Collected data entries

--------------------------------------------------

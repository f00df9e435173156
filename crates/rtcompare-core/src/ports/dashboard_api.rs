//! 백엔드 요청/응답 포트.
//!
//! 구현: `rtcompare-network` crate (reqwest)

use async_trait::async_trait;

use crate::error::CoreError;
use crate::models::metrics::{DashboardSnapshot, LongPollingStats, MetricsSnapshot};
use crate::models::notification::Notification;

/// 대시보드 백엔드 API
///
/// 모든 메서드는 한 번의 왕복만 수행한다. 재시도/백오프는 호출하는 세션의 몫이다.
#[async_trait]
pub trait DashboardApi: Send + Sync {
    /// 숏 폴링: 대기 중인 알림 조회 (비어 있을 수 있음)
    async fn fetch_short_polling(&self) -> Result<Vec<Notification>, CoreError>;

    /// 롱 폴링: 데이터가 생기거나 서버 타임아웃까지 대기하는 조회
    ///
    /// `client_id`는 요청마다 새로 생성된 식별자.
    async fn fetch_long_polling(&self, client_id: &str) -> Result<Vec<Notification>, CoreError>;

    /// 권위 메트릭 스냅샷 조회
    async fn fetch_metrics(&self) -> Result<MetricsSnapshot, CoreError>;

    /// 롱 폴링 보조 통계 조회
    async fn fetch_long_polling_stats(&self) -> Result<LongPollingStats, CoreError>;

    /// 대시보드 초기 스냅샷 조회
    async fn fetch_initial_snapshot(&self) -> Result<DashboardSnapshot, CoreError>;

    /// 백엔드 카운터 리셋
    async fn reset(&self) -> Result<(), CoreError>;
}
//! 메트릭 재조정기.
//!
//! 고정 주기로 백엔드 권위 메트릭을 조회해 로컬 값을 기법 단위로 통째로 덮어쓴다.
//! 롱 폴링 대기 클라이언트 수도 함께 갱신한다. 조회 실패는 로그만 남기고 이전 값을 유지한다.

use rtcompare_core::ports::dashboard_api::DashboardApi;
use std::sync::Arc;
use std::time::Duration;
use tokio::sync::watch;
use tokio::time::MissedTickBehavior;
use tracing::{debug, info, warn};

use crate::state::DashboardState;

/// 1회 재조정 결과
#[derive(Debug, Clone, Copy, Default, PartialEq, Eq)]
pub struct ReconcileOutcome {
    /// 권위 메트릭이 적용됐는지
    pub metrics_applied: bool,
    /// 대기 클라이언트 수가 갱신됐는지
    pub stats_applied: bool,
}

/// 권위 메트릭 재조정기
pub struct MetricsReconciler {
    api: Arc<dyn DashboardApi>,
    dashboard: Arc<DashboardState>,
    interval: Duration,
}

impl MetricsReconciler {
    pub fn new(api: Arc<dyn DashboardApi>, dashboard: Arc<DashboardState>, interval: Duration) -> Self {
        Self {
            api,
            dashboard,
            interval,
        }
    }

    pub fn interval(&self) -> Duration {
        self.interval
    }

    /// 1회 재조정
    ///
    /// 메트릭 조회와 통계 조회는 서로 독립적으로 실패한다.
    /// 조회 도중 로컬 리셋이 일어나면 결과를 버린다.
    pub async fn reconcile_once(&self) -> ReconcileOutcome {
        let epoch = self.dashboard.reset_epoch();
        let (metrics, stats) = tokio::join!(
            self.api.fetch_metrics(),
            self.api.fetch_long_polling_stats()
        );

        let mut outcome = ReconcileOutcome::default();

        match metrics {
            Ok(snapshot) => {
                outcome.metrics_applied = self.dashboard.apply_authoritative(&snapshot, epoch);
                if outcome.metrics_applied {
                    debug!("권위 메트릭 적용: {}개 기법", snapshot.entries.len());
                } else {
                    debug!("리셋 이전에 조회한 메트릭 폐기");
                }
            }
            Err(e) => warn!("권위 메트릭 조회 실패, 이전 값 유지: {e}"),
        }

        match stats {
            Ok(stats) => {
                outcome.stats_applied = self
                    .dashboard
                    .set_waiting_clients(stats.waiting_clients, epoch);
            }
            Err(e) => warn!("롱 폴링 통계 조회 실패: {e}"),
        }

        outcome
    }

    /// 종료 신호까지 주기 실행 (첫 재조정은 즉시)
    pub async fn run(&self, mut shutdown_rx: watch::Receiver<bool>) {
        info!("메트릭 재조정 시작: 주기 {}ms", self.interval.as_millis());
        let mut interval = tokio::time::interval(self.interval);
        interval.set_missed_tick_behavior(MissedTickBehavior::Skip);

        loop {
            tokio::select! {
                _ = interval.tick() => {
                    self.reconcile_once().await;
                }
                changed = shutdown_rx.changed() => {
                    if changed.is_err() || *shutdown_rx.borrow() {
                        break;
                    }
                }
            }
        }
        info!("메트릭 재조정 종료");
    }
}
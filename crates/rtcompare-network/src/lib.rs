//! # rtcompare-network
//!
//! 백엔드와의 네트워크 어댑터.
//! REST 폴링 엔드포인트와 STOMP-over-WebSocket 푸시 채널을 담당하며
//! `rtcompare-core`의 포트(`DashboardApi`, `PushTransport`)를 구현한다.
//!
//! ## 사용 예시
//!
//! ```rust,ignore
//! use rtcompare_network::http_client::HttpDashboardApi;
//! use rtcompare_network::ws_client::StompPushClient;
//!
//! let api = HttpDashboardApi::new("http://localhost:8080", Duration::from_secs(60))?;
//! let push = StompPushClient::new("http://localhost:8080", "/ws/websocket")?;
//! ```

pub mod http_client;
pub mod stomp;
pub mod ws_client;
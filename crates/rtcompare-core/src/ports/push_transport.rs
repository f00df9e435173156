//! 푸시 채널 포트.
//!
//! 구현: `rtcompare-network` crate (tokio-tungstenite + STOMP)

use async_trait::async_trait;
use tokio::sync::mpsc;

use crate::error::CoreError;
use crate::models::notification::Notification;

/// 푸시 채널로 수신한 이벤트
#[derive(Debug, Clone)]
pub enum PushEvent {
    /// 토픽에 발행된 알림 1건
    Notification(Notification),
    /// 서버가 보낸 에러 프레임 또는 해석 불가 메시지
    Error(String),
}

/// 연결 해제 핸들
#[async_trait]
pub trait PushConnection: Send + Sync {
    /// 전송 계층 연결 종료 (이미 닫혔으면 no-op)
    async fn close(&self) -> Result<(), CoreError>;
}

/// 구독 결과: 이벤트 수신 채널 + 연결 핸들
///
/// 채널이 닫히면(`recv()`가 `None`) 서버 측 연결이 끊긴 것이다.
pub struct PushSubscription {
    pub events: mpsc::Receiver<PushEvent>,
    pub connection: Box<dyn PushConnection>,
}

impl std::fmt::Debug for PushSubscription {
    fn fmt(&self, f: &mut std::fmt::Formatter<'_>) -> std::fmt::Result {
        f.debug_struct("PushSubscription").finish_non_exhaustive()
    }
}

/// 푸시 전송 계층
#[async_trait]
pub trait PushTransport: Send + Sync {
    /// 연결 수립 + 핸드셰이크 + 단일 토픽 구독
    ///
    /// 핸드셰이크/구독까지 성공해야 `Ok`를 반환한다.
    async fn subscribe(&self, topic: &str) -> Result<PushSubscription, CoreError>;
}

--------------------------------------------------

The answer must be every line of the data that contains the word "epoch".

        let epoch = self.dashboard.reset_epoch();
                outcome.metrics_applied = self.dashboard.apply_authoritative(&snapshot, epoch);
                    .set_waiting_clients(stats.waiting_clients, epoch);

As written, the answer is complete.